Print the first line of the records below and every line after it, up to and including the line with "owns; entries past". Print nothing else.

▶ [Stored data]:
Start of Block
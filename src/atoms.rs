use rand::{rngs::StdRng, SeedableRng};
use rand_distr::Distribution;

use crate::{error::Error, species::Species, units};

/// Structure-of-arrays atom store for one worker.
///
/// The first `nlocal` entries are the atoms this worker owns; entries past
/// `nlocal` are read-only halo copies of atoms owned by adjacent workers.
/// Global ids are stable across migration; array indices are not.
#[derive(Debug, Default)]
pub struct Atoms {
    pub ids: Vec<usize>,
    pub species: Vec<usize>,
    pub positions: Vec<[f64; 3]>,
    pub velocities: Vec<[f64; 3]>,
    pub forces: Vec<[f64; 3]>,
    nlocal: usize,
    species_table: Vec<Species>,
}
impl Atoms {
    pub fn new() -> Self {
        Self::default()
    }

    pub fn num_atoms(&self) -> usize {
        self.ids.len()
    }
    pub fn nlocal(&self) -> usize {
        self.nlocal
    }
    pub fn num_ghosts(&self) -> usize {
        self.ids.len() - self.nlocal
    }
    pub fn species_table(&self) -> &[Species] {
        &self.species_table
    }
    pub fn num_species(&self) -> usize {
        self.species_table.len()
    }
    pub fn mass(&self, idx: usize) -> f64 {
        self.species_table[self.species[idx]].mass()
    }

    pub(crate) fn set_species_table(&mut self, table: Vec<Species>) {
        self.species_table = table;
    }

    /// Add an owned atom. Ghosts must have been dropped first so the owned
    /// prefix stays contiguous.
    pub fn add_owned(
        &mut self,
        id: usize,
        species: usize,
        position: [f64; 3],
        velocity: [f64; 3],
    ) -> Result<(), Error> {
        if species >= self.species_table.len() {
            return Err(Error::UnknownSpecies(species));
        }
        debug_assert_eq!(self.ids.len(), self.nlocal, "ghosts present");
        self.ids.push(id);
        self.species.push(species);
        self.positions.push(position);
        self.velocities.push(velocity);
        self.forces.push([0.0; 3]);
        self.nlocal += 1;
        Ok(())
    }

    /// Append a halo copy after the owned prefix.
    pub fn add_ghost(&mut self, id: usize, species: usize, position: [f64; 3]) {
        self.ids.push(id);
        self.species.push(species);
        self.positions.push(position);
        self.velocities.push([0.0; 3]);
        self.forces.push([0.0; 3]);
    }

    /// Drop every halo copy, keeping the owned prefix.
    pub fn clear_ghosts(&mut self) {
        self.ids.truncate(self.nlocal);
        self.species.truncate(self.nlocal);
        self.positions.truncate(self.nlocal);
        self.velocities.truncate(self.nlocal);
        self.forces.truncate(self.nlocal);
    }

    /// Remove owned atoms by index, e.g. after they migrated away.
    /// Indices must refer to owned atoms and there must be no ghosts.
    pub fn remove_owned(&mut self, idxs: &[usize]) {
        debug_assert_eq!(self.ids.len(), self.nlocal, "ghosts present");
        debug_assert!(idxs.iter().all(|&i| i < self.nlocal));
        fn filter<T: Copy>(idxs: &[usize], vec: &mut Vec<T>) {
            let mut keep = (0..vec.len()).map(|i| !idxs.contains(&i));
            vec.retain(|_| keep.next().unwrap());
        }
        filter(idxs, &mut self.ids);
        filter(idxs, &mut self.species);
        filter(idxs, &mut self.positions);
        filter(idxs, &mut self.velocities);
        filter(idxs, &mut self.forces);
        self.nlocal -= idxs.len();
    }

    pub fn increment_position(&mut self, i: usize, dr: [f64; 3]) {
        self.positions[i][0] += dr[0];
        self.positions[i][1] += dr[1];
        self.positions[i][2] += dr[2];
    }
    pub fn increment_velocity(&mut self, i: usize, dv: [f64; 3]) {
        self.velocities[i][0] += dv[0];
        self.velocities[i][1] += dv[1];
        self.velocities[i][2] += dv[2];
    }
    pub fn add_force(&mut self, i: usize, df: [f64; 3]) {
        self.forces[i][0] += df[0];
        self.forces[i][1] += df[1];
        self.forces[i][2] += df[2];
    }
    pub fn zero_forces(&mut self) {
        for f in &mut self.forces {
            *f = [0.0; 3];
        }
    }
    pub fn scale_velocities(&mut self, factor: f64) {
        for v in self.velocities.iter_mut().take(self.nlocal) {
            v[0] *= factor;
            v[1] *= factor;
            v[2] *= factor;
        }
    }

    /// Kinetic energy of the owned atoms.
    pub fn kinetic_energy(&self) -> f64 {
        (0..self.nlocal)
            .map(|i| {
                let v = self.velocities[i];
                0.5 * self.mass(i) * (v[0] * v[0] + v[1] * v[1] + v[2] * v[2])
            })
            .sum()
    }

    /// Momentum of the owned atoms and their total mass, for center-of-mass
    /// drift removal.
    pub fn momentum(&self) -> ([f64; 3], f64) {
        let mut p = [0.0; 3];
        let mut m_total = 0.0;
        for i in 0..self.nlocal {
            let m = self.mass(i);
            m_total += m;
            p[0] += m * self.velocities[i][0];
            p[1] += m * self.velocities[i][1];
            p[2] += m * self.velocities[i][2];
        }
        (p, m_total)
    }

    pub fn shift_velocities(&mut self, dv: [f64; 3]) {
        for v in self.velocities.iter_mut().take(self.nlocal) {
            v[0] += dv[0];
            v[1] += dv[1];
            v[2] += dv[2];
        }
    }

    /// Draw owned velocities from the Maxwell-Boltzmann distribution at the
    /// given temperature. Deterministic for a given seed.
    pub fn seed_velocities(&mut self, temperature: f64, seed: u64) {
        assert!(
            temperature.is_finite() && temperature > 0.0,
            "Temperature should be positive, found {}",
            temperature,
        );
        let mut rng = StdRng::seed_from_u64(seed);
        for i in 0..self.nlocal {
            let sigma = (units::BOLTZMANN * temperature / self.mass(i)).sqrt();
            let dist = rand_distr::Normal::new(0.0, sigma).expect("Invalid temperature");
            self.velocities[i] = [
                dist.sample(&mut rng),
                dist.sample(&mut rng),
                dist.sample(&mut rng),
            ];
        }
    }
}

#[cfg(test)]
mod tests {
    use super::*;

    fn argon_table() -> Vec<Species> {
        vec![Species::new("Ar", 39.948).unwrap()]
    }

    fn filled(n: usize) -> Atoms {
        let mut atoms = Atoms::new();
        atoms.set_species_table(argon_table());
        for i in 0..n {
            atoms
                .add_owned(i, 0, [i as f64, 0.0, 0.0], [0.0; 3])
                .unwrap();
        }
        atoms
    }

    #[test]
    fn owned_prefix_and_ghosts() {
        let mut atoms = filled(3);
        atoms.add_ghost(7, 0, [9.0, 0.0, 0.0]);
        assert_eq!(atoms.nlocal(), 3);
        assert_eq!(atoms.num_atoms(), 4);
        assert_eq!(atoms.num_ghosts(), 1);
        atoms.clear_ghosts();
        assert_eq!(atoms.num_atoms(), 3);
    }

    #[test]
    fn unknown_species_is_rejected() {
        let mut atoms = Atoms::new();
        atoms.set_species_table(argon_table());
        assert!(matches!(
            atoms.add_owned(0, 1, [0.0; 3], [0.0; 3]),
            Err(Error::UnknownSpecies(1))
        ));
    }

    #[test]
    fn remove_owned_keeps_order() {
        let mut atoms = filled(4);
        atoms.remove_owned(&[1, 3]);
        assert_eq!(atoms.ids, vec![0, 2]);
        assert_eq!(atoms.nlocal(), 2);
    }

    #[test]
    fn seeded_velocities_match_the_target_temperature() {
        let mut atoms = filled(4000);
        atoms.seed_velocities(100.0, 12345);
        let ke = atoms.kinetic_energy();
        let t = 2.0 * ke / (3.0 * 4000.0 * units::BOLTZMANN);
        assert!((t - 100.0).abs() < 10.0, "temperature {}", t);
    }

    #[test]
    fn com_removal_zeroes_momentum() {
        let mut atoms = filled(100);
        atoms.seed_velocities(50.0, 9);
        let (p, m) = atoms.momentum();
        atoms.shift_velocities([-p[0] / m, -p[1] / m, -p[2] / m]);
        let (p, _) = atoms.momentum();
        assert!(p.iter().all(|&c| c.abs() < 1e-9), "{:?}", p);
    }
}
End of Block
▶ [FINAL ANSWER]:
filename src/atoms.rs
use rand::{rngs::StdRng, SeedableRng};
use rand_distr::Distribution;

use crate::{error::Error, species::Species, units};

/// Structure-of-arrays atom store for one worker.
///
/// The first `nlocal` entries are the atoms this worker owns; entries past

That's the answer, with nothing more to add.